* [To do]
Lines with the word "bool": copy all of them from the entries below.

* [Data in this exercise]
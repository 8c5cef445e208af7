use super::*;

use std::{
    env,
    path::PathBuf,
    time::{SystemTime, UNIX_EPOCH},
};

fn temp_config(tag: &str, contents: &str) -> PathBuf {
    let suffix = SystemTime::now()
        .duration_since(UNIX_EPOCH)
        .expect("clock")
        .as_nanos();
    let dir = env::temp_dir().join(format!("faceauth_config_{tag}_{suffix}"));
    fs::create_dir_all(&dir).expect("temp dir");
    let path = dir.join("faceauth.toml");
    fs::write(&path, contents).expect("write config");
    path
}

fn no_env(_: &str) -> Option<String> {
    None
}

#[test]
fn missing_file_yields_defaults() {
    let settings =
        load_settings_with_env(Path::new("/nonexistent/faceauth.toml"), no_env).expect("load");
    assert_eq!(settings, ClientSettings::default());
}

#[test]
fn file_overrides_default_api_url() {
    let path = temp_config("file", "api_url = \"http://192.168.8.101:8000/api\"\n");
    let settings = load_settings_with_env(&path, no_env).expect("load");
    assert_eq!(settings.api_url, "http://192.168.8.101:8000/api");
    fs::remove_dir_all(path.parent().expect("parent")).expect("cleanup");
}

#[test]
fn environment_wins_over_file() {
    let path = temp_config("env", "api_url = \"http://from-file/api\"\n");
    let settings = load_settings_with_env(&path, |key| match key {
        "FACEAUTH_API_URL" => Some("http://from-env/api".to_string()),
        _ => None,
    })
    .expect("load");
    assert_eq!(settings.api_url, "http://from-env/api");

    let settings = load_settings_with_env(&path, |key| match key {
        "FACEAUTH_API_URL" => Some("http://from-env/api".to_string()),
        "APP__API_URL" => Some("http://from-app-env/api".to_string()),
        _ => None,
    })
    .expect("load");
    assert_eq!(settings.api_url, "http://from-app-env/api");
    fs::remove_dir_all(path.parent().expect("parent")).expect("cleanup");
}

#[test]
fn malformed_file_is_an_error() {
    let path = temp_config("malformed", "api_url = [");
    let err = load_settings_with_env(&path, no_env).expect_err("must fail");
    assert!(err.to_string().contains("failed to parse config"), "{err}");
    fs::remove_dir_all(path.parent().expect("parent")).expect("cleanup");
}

==

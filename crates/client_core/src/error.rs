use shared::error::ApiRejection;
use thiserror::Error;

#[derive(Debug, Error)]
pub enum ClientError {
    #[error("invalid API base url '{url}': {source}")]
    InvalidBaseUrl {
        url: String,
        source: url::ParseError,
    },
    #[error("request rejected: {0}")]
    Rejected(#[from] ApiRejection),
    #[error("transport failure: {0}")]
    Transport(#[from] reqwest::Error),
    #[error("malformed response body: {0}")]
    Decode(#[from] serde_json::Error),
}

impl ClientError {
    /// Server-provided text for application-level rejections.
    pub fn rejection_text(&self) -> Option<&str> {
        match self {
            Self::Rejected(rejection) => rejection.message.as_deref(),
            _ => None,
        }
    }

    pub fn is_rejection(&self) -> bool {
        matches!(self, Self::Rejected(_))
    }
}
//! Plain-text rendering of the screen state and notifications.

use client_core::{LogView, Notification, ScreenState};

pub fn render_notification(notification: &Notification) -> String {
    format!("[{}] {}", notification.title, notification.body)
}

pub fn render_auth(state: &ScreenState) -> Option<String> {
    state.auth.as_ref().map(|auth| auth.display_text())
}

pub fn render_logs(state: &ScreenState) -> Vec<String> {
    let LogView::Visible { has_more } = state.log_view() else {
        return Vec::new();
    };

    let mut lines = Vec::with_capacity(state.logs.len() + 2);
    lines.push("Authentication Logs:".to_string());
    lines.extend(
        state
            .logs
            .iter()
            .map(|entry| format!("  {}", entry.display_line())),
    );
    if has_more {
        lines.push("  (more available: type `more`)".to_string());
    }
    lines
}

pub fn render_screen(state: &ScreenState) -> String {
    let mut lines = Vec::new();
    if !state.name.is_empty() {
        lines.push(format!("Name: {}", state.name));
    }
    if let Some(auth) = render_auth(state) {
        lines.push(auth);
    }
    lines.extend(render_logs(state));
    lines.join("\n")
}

* * *

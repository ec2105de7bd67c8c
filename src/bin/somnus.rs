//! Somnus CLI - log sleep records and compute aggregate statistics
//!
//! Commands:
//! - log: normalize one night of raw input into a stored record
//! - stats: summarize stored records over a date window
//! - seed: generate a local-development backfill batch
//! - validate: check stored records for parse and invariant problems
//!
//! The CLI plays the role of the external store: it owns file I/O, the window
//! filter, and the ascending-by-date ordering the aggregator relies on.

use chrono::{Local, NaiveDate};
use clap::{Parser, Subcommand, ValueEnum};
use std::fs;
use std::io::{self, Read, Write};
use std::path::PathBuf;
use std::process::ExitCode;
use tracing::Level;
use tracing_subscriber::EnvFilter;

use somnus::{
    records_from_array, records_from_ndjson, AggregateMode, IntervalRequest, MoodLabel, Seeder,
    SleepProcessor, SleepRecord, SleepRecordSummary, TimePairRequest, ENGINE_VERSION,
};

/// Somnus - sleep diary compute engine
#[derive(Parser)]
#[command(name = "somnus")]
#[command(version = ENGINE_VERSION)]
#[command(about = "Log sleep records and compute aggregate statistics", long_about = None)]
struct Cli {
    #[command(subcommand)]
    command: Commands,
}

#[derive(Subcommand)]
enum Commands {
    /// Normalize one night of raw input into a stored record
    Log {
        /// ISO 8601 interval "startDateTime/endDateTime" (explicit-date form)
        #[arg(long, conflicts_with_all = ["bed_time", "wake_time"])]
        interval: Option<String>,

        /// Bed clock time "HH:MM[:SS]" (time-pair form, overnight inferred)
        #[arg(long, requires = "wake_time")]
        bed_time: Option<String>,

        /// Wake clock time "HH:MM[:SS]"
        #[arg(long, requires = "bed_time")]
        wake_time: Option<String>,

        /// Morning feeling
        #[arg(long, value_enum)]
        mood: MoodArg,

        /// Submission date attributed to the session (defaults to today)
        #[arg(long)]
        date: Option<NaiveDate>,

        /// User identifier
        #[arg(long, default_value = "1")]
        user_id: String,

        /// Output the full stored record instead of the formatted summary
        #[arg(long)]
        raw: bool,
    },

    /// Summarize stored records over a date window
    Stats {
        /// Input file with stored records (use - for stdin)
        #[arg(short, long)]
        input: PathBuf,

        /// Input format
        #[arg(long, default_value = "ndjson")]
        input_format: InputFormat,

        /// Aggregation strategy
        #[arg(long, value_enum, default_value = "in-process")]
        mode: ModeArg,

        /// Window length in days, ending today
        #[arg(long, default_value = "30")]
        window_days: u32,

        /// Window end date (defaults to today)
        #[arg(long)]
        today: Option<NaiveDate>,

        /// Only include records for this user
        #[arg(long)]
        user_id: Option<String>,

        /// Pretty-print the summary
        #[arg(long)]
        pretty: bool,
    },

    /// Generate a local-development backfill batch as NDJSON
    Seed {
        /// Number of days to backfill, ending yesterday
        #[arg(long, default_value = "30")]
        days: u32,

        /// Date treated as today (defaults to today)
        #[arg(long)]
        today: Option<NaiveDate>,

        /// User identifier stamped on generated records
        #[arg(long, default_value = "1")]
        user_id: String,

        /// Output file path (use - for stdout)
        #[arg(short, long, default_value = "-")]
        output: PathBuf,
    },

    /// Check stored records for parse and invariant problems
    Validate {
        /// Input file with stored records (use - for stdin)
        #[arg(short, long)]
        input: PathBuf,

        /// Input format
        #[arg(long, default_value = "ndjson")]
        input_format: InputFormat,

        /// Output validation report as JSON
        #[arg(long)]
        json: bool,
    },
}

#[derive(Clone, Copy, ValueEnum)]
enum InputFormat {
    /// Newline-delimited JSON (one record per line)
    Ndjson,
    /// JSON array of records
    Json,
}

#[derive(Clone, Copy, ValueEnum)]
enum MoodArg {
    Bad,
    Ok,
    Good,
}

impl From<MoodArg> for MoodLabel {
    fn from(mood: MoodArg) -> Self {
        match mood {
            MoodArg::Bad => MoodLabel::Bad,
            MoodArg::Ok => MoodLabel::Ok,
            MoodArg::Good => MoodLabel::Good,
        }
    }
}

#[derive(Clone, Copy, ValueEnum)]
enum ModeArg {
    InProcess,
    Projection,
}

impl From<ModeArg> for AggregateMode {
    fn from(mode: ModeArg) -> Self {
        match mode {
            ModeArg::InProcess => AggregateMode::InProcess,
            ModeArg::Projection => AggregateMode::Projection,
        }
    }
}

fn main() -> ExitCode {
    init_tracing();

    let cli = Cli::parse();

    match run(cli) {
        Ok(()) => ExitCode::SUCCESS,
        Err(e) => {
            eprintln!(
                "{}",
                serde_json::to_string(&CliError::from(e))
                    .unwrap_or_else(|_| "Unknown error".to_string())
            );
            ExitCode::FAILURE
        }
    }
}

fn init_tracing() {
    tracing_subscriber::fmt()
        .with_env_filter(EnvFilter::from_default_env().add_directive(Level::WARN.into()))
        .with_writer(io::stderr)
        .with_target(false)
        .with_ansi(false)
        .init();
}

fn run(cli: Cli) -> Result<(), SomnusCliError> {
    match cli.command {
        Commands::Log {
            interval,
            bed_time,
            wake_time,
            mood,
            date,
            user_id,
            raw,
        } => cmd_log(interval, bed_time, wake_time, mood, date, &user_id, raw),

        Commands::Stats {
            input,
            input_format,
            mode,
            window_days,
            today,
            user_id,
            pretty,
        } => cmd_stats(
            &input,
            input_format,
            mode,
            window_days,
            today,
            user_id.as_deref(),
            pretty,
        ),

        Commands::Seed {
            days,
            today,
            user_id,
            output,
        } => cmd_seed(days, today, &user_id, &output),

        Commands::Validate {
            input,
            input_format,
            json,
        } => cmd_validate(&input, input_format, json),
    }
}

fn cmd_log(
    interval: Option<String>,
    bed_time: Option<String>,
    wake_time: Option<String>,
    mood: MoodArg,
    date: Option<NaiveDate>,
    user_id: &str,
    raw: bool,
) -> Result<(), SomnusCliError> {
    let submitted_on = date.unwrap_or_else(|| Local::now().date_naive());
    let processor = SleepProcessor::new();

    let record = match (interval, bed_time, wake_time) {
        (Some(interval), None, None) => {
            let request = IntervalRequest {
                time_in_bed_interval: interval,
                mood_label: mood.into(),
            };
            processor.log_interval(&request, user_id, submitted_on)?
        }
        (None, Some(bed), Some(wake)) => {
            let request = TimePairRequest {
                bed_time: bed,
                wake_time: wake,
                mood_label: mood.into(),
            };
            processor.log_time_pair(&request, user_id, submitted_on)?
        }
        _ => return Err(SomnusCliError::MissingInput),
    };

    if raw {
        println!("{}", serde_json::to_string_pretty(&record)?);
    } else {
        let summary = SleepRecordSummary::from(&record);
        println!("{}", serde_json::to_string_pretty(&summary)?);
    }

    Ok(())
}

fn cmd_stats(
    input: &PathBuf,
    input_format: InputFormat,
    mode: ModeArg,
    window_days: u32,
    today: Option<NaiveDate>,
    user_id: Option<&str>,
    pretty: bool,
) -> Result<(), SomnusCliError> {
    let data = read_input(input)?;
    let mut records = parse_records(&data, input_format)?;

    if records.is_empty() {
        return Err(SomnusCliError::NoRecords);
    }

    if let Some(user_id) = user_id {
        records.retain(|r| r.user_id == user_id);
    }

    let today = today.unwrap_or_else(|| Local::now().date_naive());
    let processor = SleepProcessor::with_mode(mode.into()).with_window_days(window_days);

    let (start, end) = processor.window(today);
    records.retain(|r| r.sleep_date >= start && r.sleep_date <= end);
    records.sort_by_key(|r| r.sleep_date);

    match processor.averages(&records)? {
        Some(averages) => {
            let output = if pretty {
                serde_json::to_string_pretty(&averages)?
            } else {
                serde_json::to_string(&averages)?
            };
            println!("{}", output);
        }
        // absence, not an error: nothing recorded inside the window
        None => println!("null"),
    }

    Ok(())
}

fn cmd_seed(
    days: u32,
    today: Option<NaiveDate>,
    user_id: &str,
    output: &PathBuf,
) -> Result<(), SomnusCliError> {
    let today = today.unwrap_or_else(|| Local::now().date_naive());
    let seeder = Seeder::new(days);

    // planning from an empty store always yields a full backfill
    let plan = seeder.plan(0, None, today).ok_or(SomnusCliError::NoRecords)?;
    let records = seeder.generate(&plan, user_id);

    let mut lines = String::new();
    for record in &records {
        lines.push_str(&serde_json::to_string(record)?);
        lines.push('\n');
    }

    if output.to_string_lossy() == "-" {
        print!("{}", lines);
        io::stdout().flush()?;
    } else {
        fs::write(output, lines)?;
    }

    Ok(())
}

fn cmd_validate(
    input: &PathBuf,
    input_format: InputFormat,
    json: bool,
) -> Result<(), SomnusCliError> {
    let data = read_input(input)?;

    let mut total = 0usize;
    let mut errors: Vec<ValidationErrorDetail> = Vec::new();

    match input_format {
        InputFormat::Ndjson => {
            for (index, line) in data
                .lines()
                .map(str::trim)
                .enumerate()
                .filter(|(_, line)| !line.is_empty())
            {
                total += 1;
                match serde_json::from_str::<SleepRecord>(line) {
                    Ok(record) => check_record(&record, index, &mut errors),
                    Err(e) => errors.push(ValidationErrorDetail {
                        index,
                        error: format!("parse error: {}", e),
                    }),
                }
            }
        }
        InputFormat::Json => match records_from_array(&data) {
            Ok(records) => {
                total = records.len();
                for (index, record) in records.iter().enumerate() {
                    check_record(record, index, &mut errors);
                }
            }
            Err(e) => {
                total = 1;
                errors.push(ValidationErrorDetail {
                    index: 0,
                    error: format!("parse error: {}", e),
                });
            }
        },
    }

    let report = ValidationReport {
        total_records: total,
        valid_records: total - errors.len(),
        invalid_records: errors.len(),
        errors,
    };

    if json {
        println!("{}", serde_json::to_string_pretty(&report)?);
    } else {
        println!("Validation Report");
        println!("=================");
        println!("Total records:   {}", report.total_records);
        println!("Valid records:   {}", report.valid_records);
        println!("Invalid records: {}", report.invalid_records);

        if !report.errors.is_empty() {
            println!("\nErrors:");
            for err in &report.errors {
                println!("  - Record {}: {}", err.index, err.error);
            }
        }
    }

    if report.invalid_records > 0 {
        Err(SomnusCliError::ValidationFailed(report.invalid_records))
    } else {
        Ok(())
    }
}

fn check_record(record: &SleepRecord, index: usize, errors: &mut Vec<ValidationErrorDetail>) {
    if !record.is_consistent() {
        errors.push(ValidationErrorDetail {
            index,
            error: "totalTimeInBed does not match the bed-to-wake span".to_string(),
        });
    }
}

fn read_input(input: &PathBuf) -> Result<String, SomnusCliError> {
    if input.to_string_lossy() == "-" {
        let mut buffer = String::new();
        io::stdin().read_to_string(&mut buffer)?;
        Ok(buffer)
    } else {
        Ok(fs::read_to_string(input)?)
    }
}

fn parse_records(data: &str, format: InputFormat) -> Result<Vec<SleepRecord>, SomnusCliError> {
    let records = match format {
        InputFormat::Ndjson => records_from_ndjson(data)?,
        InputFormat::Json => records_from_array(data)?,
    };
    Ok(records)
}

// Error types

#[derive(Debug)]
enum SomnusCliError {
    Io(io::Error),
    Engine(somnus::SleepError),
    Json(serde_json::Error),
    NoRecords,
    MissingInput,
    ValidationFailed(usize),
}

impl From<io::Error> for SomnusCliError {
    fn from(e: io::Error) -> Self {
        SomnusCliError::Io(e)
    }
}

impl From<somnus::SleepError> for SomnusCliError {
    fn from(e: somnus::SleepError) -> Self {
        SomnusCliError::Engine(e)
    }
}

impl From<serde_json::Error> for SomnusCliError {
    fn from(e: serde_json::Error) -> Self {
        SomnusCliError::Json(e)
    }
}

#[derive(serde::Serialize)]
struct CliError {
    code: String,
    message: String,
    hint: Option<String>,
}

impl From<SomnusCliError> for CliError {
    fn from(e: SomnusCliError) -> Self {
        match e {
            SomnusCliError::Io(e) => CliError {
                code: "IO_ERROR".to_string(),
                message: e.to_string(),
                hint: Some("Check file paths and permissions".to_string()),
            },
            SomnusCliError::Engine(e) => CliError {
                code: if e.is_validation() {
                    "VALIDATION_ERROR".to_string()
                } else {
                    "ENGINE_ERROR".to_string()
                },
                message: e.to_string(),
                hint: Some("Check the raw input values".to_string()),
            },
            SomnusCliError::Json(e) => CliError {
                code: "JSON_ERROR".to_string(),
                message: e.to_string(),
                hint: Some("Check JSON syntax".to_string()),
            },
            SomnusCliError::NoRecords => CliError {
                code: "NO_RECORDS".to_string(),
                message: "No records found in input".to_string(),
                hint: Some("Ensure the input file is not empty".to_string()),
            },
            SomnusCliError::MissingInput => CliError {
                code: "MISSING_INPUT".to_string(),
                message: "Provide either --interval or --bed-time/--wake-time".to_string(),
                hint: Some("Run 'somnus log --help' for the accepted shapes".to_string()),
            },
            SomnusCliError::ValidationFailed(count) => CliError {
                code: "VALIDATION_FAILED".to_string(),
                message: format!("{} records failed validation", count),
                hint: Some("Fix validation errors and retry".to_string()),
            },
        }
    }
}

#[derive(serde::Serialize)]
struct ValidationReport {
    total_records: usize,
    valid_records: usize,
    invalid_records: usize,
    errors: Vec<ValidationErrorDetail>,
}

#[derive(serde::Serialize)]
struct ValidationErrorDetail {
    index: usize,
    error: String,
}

* [Your solution]
    pub fn is_rejection(&self) -> bool {
        raw: bool,
        pretty: bool,
        json: bool,
    raw: bool,
    pretty: bool,
    json: bool,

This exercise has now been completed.